Bromine adsorption, reaction, and etching of Cu(100)

The interaction of Br-2 with Cu(100) was characterized using temperature-programmed desorption (TPD) and low-energy electron diffraction (LEED). Initial exposure to Br-2 resulted in the formation of a c(2 x 2) LEED pattern and CuBr desorption peaks at 870 and 1000 K. These desorption peaks saturated at a dose of approximately 5 L and were attributed to Br chemisorption. Continued exposure to Br-2 resulted in the growth of Cu3Br3 desorption peaks associated with the formation of bulk CuBr. The Cu3Br3 desorption peaks exhibited a strong coverage dependence. At low CuBr coverages, desorption peaks at 450 and 485 K were observed, while at intermediate coverages a third peak at 540 K was observed, and at high coverages a single broad peak at 500 K was observed. Similar results were obtained whether the CuBr layer was formed by exposure to Br-2 or by deposition of Cu3Br3 onto a c(2 x 2) layer.

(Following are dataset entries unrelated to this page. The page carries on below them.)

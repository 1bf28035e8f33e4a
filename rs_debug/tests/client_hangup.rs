//! A client that hangs up ends the dispatch loop and frees the session slot.
use std::io::{Read, Write};
use std::net::{TcpListener, TcpStream};
use std::thread;
use std::time::Duration;

use rs_debug::dispatch::Dispatcher;
use rs_debug::protocol::{ControlMessage, HandshakeMessage, send_handshake};
use rs_debug::pty::{TerminalSize, UnixPty};
use rs_debug::session::{global_slot, start_from_connection};
use rs_debug::{CommandOutcome, DebuggerCore, Session, SessionEnd};

/// Prints every line back with the current terminal size
struct EchoCore {
    lines: Vec<String>,
}

impl DebuggerCore for EchoCore {
    fn execute(&mut self, line: &str, session: &Session) -> anyhow::Result<CommandOutcome> {
        self.lines.push(line.to_string());
        session.message(format!("got {line} at {}", session.terminal_size()));
        Ok(CommandOutcome::Continue)
    }
}

fn read_until(stream: &mut TcpStream, seen: &mut String, needle: &str) {
    let mut buf = [0u8; 1024];
    while !seen.contains(needle) {
        let n = stream.read(&mut buf).unwrap();
        assert!(n > 0, "connection closed before {needle:?}, got {seen:?}");
        seen.push_str(&String::from_utf8_lossy(&buf[..n]));
    }
}

#[test]
fn test_client_hangup_ends_session() {
    let listener = TcpListener::bind("127.0.0.1:0").unwrap();
    let addr = listener.local_addr().unwrap();

    let client = thread::spawn(move || {
        let mut stream = TcpStream::connect(addr).unwrap();
        stream.set_read_timeout(Some(Duration::from_secs(10))).unwrap();
        stream.set_nodelay(true).unwrap();

        let attrs = UnixPty::open().unwrap().tty_attrs().unwrap();
        send_handshake(&mut stream, &HandshakeMessage::new(attrs, None, TerminalSize::new(24, 80))).unwrap();

        let mut seen = String::new();
        stream.write_all(b"ls\n").unwrap();
        read_until(&mut stream, &mut seen, "got ls at 24x80");

        thread::sleep(Duration::from_millis(200));
        stream
            .write_all(&ControlMessage::Resize(TerminalSize::new(40, 120)).encode())
            .unwrap();
        thread::sleep(Duration::from_millis(200));

        stream.write_all(b"where\n").unwrap();
        read_until(&mut stream, &mut seen, "got where at 40x120");
        // hang up without quitting
        drop(stream);
        seen
    });

    let (stream, _) = listener.accept().unwrap();
    let handle = start_from_connection(stream).unwrap();
    assert!(handle.is_owner());
    assert_eq!(handle.term_type(), "unknown");
    assert!(global_slot().current().is_some());

    let mut core = EchoCore { lines: Vec::new() };
    let end = Dispatcher::new(&handle, &mut core).redirect_stdio(false).run();
    assert_eq!(end, SessionEnd::Disconnected);
    assert_eq!(core.lines, ["ls", "where"]);

    drop(handle);
    assert!(global_slot().current().is_none());

    let seen = client.join().unwrap();
    assert!(!seen.contains("terminal_size:"));
}
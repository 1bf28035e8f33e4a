/// Serializable snapshot of a terminal's line-discipline settings
use std::os::fd::AsFd;

use nix::sys::termios::{
    self, ControlFlags, InputFlags, LocalFlags, OutputFlags, SetArg, Termios,
};
use serde::{Deserialize, Serialize};

use crate::pty::PtyError;

/// Terminal attributes as carried by the handshake.
///
/// The flag words are kept as raw bit patterns: the peer may run a different
/// platform, so the server applies them verbatim rather than interpreting them.
#[derive(Debug, Clone, PartialEq, Eq, Serialize, Deserialize)]
pub struct TermAttrs {
    pub iflag: u64,
    pub oflag: u64,
    pub cflag: u64,
    pub lflag: u64,
    #[serde(default)]
    pub line: u8,
    pub cc: Vec<u8>,
}

impl TermAttrs {
    /// Read the attributes of the terminal behind `fd`
    pub fn capture<Fd: AsFd>(fd: Fd) -> Result<Self, PtyError> {
        let termios = termios::tcgetattr(fd)?;
        Ok(Self::from(&termios))
    }

    /// Apply these attributes to the terminal behind `fd`, immediately
    pub fn apply<Fd: AsFd>(&self, fd: Fd) -> Result<(), PtyError> {
        let fd = fd.as_fd();
        let mut termios = termios::tcgetattr(fd)?;
        self.write_into(&mut termios);
        termios::tcsetattr(fd, SetArg::TCSANOW, &termios)
            .map_err(|e| PtyError::Attributes(e.to_string()))
    }

    /// Overwrite the fields of `termios` with this snapshot
    pub fn write_into(&self, termios: &mut Termios) {
        termios.input_flags = InputFlags::from_bits_retain(self.iflag as libc::tcflag_t);
        termios.output_flags = OutputFlags::from_bits_retain(self.oflag as libc::tcflag_t);
        termios.control_flags = ControlFlags::from_bits_retain(self.cflag as libc::tcflag_t);
        termios.local_flags = LocalFlags::from_bits_retain(self.lflag as libc::tcflag_t);
        #[cfg(any(target_os = "linux", target_os = "android"))]
        {
            termios.line_discipline = self.line;
        }

        // peers with a different NCCS only share the common prefix
        let len = termios.control_chars.len().min(self.cc.len());
        termios.control_chars[..len].copy_from_slice(&self.cc[..len]);
    }

    pub fn echo_enabled(&self) -> bool {
        LocalFlags::from_bits_retain(self.lflag as libc::tcflag_t).contains(LocalFlags::ECHO)
    }

    pub fn canonical(&self) -> bool {
        LocalFlags::from_bits_retain(self.lflag as libc::tcflag_t).contains(LocalFlags::ICANON)
    }
}

impl From<&Termios> for TermAttrs {
    fn from(termios: &Termios) -> Self {
        #[cfg(any(target_os = "linux", target_os = "android"))]
        let line = termios.line_discipline;
        #[cfg(not(any(target_os = "linux", target_os = "android")))]
        let line = 0;

        Self {
            iflag: termios.input_flags.bits() as u64,
            oflag: termios.output_flags.bits() as u64,
            cflag: termios.control_flags.bits() as u64,
            lflag: termios.local_flags.bits() as u64,
            line,
            cc: termios.control_chars.to_vec(),
        }
    }
}
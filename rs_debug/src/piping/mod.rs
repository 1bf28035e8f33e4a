/// Byte forwarding between the client socket and the PTY master
mod bridge;
mod engine;
mod graph;

pub use bridge::{Bridge, PtyResizer};
pub use engine::{CHUNK_SIZE, ControlHandler, Piping, PipingError};
pub use graph::PipingGraph;
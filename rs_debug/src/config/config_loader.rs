/// Configuration loader for rs_debug
use std::path::{Path, PathBuf};

use config::{Config, Environment, File, FileFormat};
use tracing::{debug, info};

use crate::config::{AttachConfig, ConfigError, DEFAULT_IP, DEFAULT_LOG_LEVEL, DEFAULT_PORT};
use crate::session::DEFAULT_PROMPT;

pub const ENV_PREFIX: &str = "RS_DEBUG";
pub const DEFAULT_CONFIG_FILE: &str = "rs_debug.toml";

/// Layers defaults, an optional TOML file and `RS_DEBUG_*` variables
#[derive(Debug, Clone)]
pub struct ConfigLoader {
    file: Option<PathBuf>,
    env_prefix: String,
    load_dotenv: bool,
}

impl Default for ConfigLoader {
    fn default() -> Self {
        Self::new()
    }
}

impl ConfigLoader {
    pub fn new() -> Self {
        Self {
            file: default_config_path(),
            env_prefix: ENV_PREFIX.to_string(),
            load_dotenv: true,
        }
    }

    /// Read this file instead of `rs_debug.toml` in the working directory
    pub fn with_file(mut self, path: impl AsRef<Path>) -> Self {
        self.file = Some(path.as_ref().to_path_buf());
        self
    }

    pub fn with_env_prefix(mut self, prefix: impl Into<String>) -> Self {
        self.env_prefix = prefix.into();
        self
    }

    /// Skip loading a `.env` file
    pub fn without_dotenv(mut self) -> Self {
        self.load_dotenv = false;
        self
    }

    pub fn load(&self) -> Result<AttachConfig, ConfigError> {
        if self.load_dotenv {
            match dotenvy::dotenv() {
                Ok(path) => debug!("Loaded environment from {:?}", path),
                Err(e) if e.not_found() => {}
                Err(e) => debug!("Ignoring .env: {}", e),
            }
        }

        let mut builder = Config::builder()
            .set_default("ip", DEFAULT_IP)?
            .set_default("port", i64::from(DEFAULT_PORT))?
            .set_default("auto_select_port", false)?
            .set_default("prompt", DEFAULT_PROMPT)?
            .set_default("log_level", DEFAULT_LOG_LEVEL)?;
        if let Some(path) = &self.file {
            info!("Loading configuration from file: {:?} (optional)", path);
            builder = builder.add_source(File::from(path.as_path()).format(FileFormat::Toml).required(false));
        }
        let config: AttachConfig = builder
            .add_source(
                Environment::with_prefix(&self.env_prefix)
                    .prefix_separator("_")
                    .try_parsing(true),
            )
            .build()?
            .try_deserialize()?;

        validate(&config)?;
        debug!("Loaded configuration: {:?}", config);
        Ok(config)
    }
}

fn validate(config: &AttachConfig) -> Result<(), ConfigError> {
    if config.ip.trim().is_empty() {
        return Err(ConfigError::Invalid("ip must not be empty".to_string()));
    }
    if config.prompt.is_empty() {
        return Err(ConfigError::Invalid("prompt must not be empty".to_string()));
    }
    Ok(())
}

/// `rs_debug.toml` in the working directory
pub fn default_config_path() -> Option<PathBuf> {
    std::env::current_dir().ok().map(|dir| dir.join(DEFAULT_CONFIG_FILE))
}
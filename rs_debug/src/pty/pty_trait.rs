use std::fmt;
use std::sync::{Arc, Mutex};

use serde::{Deserialize, Serialize};
use thiserror::Error;

// ================ 尺寸与错误类型 ================

/// Terminal dimensions in character cells
#[derive(Debug, Clone, Copy, PartialEq, Eq, Hash, Serialize, Deserialize)]
pub struct TerminalSize {
    pub rows: u16,
    pub cols: u16,
}

impl TerminalSize {
    pub const fn new(rows: u16, cols: u16) -> Self {
        Self { rows, cols }
    }

    /// Both dimensions are non-zero
    pub fn is_valid(&self) -> bool {
        self.rows > 0 && self.cols > 0
    }
}

impl Default for TerminalSize {
    fn default() -> Self {
        Self::new(24, 80)
    }
}

impl fmt::Display for TerminalSize {
    fn fmt(&self, f: &mut fmt::Formatter<'_>) -> fmt::Result {
        write!(f, "{}x{}", self.rows, self.cols)
    }
}

/// Cached rendering-surface dimensions shared between the piping thread
/// (writer, on resize) and the console (reader, when laying out output).
#[derive(Debug, Clone, Default)]
pub struct SharedSize {
    inner: Arc<Mutex<TerminalSize>>,
}

impl SharedSize {
    pub fn new(size: TerminalSize) -> Self {
        Self {
            inner: Arc::new(Mutex::new(size)),
        }
    }

    pub fn get(&self) -> TerminalSize {
        match self.inner.lock() {
            Ok(size) => *size,
            Err(poisoned) => *poisoned.into_inner(),
        }
    }

    pub fn set(&self, size: TerminalSize) {
        match self.inner.lock() {
            Ok(mut current) => *current = size,
            Err(poisoned) => *poisoned.into_inner() = size,
        }
    }
}

#[derive(Debug, Error)]
pub enum PtyError {
    #[error("IO error: {0}")]
    Io(#[from] std::io::Error),
    #[error("System call failed: {0}")]
    Sys(#[from] nix::Error),
    #[error("Failed to allocate PTY: {0}")]
    Open(nix::Error),
    #[error("Resize failed: {0}")]
    ResizeFailed(String),
    #[error("Invalid terminal size: {0}")]
    InvalidSize(TerminalSize),
    #[error("Failed to apply terminal attributes: {0}")]
    Attributes(String),
    #[error("Failed to assign controlling terminal: {0}")]
    ControllingTerminal(nix::Error),
}

// ================ 核心Trait定义 ================

/// A terminal device whose window size can be queried and changed
pub trait ResizablePty: Send {
    /// 调整终端大小
    fn resize(&self, size: TerminalSize) -> Result<(), PtyError>;

    /// 当前终端大小
    fn size(&self) -> Result<TerminalSize, PtyError>;
}

#[cfg(test)]
mod tests {
    use super::*;

    #[test]
    fn test_shared_size_updates_are_visible_to_clones() {
        let shared = SharedSize::new(TerminalSize::new(24, 80));
        let reader = shared.clone();

        shared.set(TerminalSize::new(40, 120));

        assert_eq!(reader.get(), TerminalSize::new(40, 120));
    }

    #[test]
    fn test_terminal_size_validity() {
        assert!(TerminalSize::new(1, 1).is_valid());
        assert!(!TerminalSize::new(0, 80).is_valid());
        assert!(!TerminalSize::new(24, 0).is_valid());
        assert_eq!(TerminalSize::new(24, 80).to_string(), "24x80");
    }
}
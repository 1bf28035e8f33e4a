//! Process stdout/stderr reach the session terminal while a line is dispatched.
//!
//! Kept in its own test binary: it repoints fd 1 and fd 2 of the whole process.
use std::fs::File;
use std::io::{self, Read};

use rs_debug::dispatch::Dispatcher;
use rs_debug::pty::{SharedSize, TerminalSize, UnixPty};
use rs_debug::{CommandOutcome, DebuggerCore, Session};

/// Writes straight to the process descriptors, like a debuggee's prints would
struct NoisyCore;

impl DebuggerCore for NoisyCore {
    fn execute(&mut self, line: &str, _session: &Session) -> anyhow::Result<CommandOutcome> {
        nix::unistd::write(io::stdout(), format!("fd1 {line}\n").as_bytes())?;
        nix::unistd::write(io::stderr(), format!("fd2 {line}\n").as_bytes())?;
        Ok(CommandOutcome::Continue)
    }
}

#[test]
fn test_dispatched_output_goes_to_the_session() {
    let (master, slave) = UnixPty::open().unwrap().into_parts();
    let session = Session::new(slave, "xterm".into(), SharedSize::new(TerminalSize::new(24, 80))).unwrap();
    let mut core = NoisyCore;

    let outcome = Dispatcher::new(&session, &mut core).onecmd("step");
    assert_eq!(outcome, CommandOutcome::Continue);

    session.message("after");

    let mut master = File::from(master);
    let mut out = String::new();
    let mut buf = [0u8; 1024];
    while !out.contains("after") {
        let n = master.read(&mut buf).unwrap();
        assert!(n > 0);
        out.push_str(&String::from_utf8_lossy(&buf[..n]));
    }
    assert!(out.contains("fd1 step"), "{out:?}");
    assert!(out.contains("fd2 step"), "{out:?}");
    let after = out.find("after").unwrap();
    assert!(out.find("fd1 step").unwrap() < after);
    assert!(out.find("fd2 step").unwrap() < after);
}
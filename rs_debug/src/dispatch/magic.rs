/// Line magics: shell aliases and registered functions
use std::fmt;
use std::process::Command;
use std::sync::Arc;

use tracing::debug;

use crate::dispatch::DispatchError;

pub type MagicFn = Arc<dyn Fn(&str) -> anyhow::Result<Option<String>> + Send + Sync>;

/// What `%name` resolves to in the debugger's magic registry
#[derive(Clone)]
pub enum Magic {
    Alias(Alias),
    /// Called with the argument text; `Some` result is printed
    Function(MagicFn),
}

impl Magic {
    pub fn function<F>(f: F) -> Self
    where
        F: Fn(&str) -> anyhow::Result<Option<String>> + Send + Sync + 'static,
    {
        Magic::Function(Arc::new(f))
    }
}

impl fmt::Debug for Magic {
    fn fmt(&self, f: &mut fmt::Formatter<'_>) -> fmt::Result {
        match self {
            Magic::Alias(alias) => f.debug_tuple("Alias").field(alias).finish(),
            Magic::Function(_) => f.write_str("Function(..)"),
        }
    }
}

/// A shell command template.
///
/// `%s` takes positional arguments, `%l` the whole argument line and `%%s`
/// is a literal `%s`.
#[derive(Debug, Clone, PartialEq, Eq)]
pub struct Alias {
    pub name: String,
    pub cmd: String,
    pub nargs: usize,
}

/// Captured output of an alias run
#[derive(Debug, Clone, Default, PartialEq, Eq)]
pub struct AliasOutput {
    pub stdout: String,
    pub stderr: String,
}

impl Alias {
    pub fn new(name: impl Into<String>, cmd: impl Into<String>) -> Self {
        let cmd = cmd.into();
        let nargs = cmd.matches("%s").count().saturating_sub(cmd.matches("%%s").count());
        Self {
            name: name.into(),
            cmd,
            nargs,
        }
    }

    /// The shell command line for `rest`
    pub fn expand(&self, rest: &str) -> Result<String, DispatchError> {
        let mut cmd = self.cmd.clone();
        let mut rest = rest.to_string();
        if cmd.contains("%l") {
            cmd = cmd.replace("%l", &rest);
            rest.clear();
        }

        if self.nargs == 0 {
            if cmd.find("%%s").is_some_and(|i| i >= 1) {
                cmd = cmd.replace("%%s", "%s");
            }
            return Ok(format!("{cmd} {rest}"));
        }

        let args = split_args(&rest, self.nargs);
        if args.len() < self.nargs {
            return Err(DispatchError::AliasArguments {
                name: self.name.clone(),
                required: self.nargs,
                given: args.len(),
            });
        }
        let formatted = format_positional(&cmd, &args[..self.nargs])?;
        Ok(format!("{} {}", formatted, args[self.nargs..].join(" ")))
    }

    /// Expand and run through `sh -c`, capturing both streams
    pub fn run(&self, rest: &str) -> Result<AliasOutput, DispatchError> {
        let cmd = self.expand(rest)?;
        debug!("Running alias {}: {}", self.name, cmd);
        let output = Command::new("sh").arg("-c").arg(&cmd).output()?;
        Ok(AliasOutput {
            stdout: String::from_utf8_lossy(&output.stdout).into_owned(),
            stderr: String::from_utf8_lossy(&output.stderr).into_owned(),
        })
    }
}

/// Whitespace split into at most `max_split + 1` parts; the last keeps its inner spacing
fn split_args(text: &str, max_split: usize) -> Vec<String> {
    let mut parts = Vec::new();
    let mut remaining = text.trim_start();
    while !remaining.is_empty() {
        if parts.len() == max_split {
            parts.push(remaining.to_string());
            break;
        }
        match remaining.find(char::is_whitespace) {
            Some(end) => {
                parts.push(remaining[..end].to_string());
                remaining = remaining[end..].trim_start();
            }
            None => {
                parts.push(remaining.to_string());
                break;
            }
        }
    }
    parts
}

/// printf-style substitution supporting only `%s` and `%%`
fn format_positional(template: &str, args: &[String]) -> Result<String, DispatchError> {
    let mut out = String::with_capacity(template.len());
    let mut args = args.iter();
    let mut chars = template.chars();
    while let Some(c) = chars.next() {
        if c != '%' {
            out.push(c);
            continue;
        }
        match chars.next() {
            Some('s') => match args.next() {
                Some(arg) => out.push_str(arg),
                None => {
                    return Err(DispatchError::AliasFormat(
                        "not enough arguments for format string".to_string(),
                    ));
                }
            },
            Some('%') => out.push('%'),
            Some(other) => {
                return Err(DispatchError::AliasFormat(format!(
                    "unsupported format character '{other}'"
                )));
            }
            None => return Err(DispatchError::AliasFormat("incomplete format".to_string())),
        }
    }
    if args.next().is_some() {
        return Err(DispatchError::AliasFormat(
            "not all arguments converted during string formatting".to_string(),
        ));
    }
    Ok(out)
}

#[cfg(test)]
mod tests {
    use super::*;

    #[test]
    fn test_argumentless_alias_appends_rest() {
        let alias = Alias::new("ll", "ls -l");
        assert_eq!(alias.nargs, 0);
        assert_eq!(alias.expand("/tmp").unwrap(), "ls -l /tmp");
    }

    #[test]
    fn test_positional_arguments() {
        let alias = Alias::new("show", "echo %s and %s");
        assert_eq!(alias.nargs, 2);
        assert_eq!(alias.expand("a b  c d").unwrap(), "echo a and b c d");
    }

    #[test]
    fn test_missing_arguments_are_reported() {
        let alias = Alias::new("show", "echo %s and %s");
        let err = alias.expand("a").unwrap_err();
        assert_eq!(err.to_string(), "Alias <show> requires 2 arguments, 1 given.");
    }

    #[test]
    fn test_whole_line_substitution() {
        let alias = Alias::new("find_in", "grep %l setup.cfg");
        assert_eq!(alias.nargs, 0);
        assert_eq!(alias.expand("-n name").unwrap(), "grep -n name setup.cfg ");
    }

    #[test]
    fn test_escaped_placeholder_is_literal() {
        let alias = Alias::new("fmt", "printf '%%s|'");
        assert_eq!(alias.nargs, 0);
        assert_eq!(alias.expand("x y").unwrap(), "printf '%s|' x y");
    }

    #[test]
    fn test_run_captures_both_streams() {
        let alias = Alias::new("greet", "echo hello %s; echo oops >&2");
        let output = alias.run("world").unwrap();
        assert_eq!(output.stdout, "hello world\n");
        assert_eq!(output.stderr, "oops\n");
    }

    #[test]
    fn test_split_args_keeps_remainder() {
        assert_eq!(split_args("  a  b c  ", 1), vec!["a", "b c  "]);
        assert_eq!(split_args("", 2), Vec::<String>::new());
    }
}
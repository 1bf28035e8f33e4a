/// Command lines, their outcomes and dispatch errors
use std::any::Any;
use std::io;

use thiserror::Error;

/// Result of one dispatched line
#[derive(Debug, Clone, Copy, PartialEq, Eq)]
pub enum CommandOutcome {
    /// Back to the prompt
    Continue,
    /// Leave the dispatch loop
    Quit,
}

/// Why the dispatch loop ended
#[derive(Debug, Clone, Copy, PartialEq, Eq)]
pub enum SessionEnd {
    /// The debugger asked to stop
    Quit,
    /// The remote terminal went away
    Disconnected,
}

/// A failure while dispatching one line; reported, never fatal to the session
#[derive(Error, Debug)]
pub enum DispatchError {
    #[error("{0:#}")]
    Command(#[from] anyhow::Error),

    #[error("Alias <{name}> requires {required} arguments, {given} given.")]
    AliasArguments {
        name: String,
        required: usize,
        given: usize,
    },

    #[error("{0}")]
    AliasFormat(String),

    #[error("{0}")]
    Io(#[from] io::Error),

    #[error("{0}")]
    Panic(String),
}

impl DispatchError {
    /// Short name of the failure shown in front of the message
    pub fn kind(&self) -> &'static str {
        match self {
            DispatchError::Command(_) => "CommandError",
            DispatchError::AliasArguments { .. } | DispatchError::AliasFormat(_) => "AliasError",
            DispatchError::Io(_) => "IoError",
            DispatchError::Panic(_) => "Panic",
        }
    }

    pub fn from_panic(payload: Box<dyn Any + Send>) -> Self {
        let message = if let Some(s) = payload.downcast_ref::<&str>() {
            s.to_string()
        } else if let Some(s) = payload.downcast_ref::<String>() {
            s.clone()
        } else {
            "unknown panic payload".to_string()
        };
        DispatchError::Panic(message)
    }

    /// The single line printed for this error
    pub fn report(&self, line: &str) -> String {
        format!("{} in onecmd({:?}): {}", self.kind(), line, self)
    }
}

/// A tokenised command line
#[derive(Debug, Clone, PartialEq, Eq)]
pub struct ParsedLine {
    /// Leading identifier, empty when the line does not start with one
    pub command: String,
    /// The rest of the line, trimmed
    pub arg: String,
    /// The line after shorthand expansion
    pub line: String,
}

/// Split a line into command name and argument.
///
/// `?` is shorthand for `help` and `!` for `exec`.
pub fn parse_line(line: &str) -> ParsedLine {
    let line = line.trim();
    let line = if let Some(rest) = line.strip_prefix('?') {
        format!("help {rest}")
    } else if let Some(rest) = line.strip_prefix('!') {
        format!("exec {rest}")
    } else {
        line.to_string()
    };

    let end = line
        .find(|c: char| !(c.is_ascii_alphanumeric() || c == '_'))
        .unwrap_or(line.len());
    ParsedLine {
        command: line[..end].to_string(),
        arg: line[end..].trim().to_string(),
        line,
    }
}

#[cfg(test)]
mod tests {
    use super::*;

    #[test]
    fn test_parse_plain_command() {
        let parsed = parse_line("  break  app.py:12 ");
        assert_eq!(parsed.command, "break");
        assert_eq!(parsed.arg, "app.py:12");
        assert_eq!(parsed.line, "break  app.py:12");
    }

    #[test]
    fn test_parse_shorthands() {
        assert_eq!(parse_line("?where").command, "help");
        assert_eq!(parse_line("?where").arg, "where");

        let parsed = parse_line("!x = 1");
        assert_eq!(parsed.command, "exec");
        assert_eq!(parsed.arg, "x = 1");
    }

    #[test]
    fn test_parse_non_identifier_start() {
        let parsed = parse_line("x.y");
        assert_eq!(parsed.command, "x");
        assert_eq!(parsed.arg, ".y");

        let parsed = parse_line("(1+2)");
        assert_eq!(parsed.command, "");
        assert_eq!(parsed.arg, "(1+2)");

        assert_eq!(parse_line("").command, "");
    }

    #[test]
    fn test_report_names_kind_and_line() {
        let err = DispatchError::Command(anyhow::anyhow!("name 'y' is not defined"));
        assert_eq!(
            err.report("p y"),
            "CommandError in onecmd(\"p y\"): name 'y' is not defined"
        );

        let err = DispatchError::from_panic(Box::new("index out of bounds"));
        assert_eq!(err.report("p x[9]"), "Panic in onecmd(\"p x[9]\"): index out of bounds");
    }
}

The two higher-temperature peaks were shown to be consistent with sublimation of alpha and beta CuBr, while the lowest-temperature peak could not be associated with sublimation of any bulk phase of CuBr. The lowest-temperature peak was attributed to either a grain-size effect or to the interaction of CuBr with chemisorbed Br. At 325 K, growth of CuBr resulted in a hexagonal LEED pattern that disappeared upon annealing to 400 K. Again, the same results were obtained for CuBr formed by reaction with Br-2 and by vapor deposition of Cu3Br3, suggesting that the reaction produces near-equilibrium structures. The hexagonal LEED pattern was attributed to compressed epitaxial CuBr(lll). The reaction of Br-2 with Cu(100) was characterized by a constant sticking coefficient, indicating that the reaction is adsorption-rate limited over the range studied. The sticking coefficient was found to depend on temperature in two distinct ways: (i) annealing the c(2 x 2) layer irreversibly increases the sticking coefficient, and (ii) the sticking coefficient reversibly decreases with increasing reaction temperature. The first effect was attributed to structural changes in the chemisorbed layer.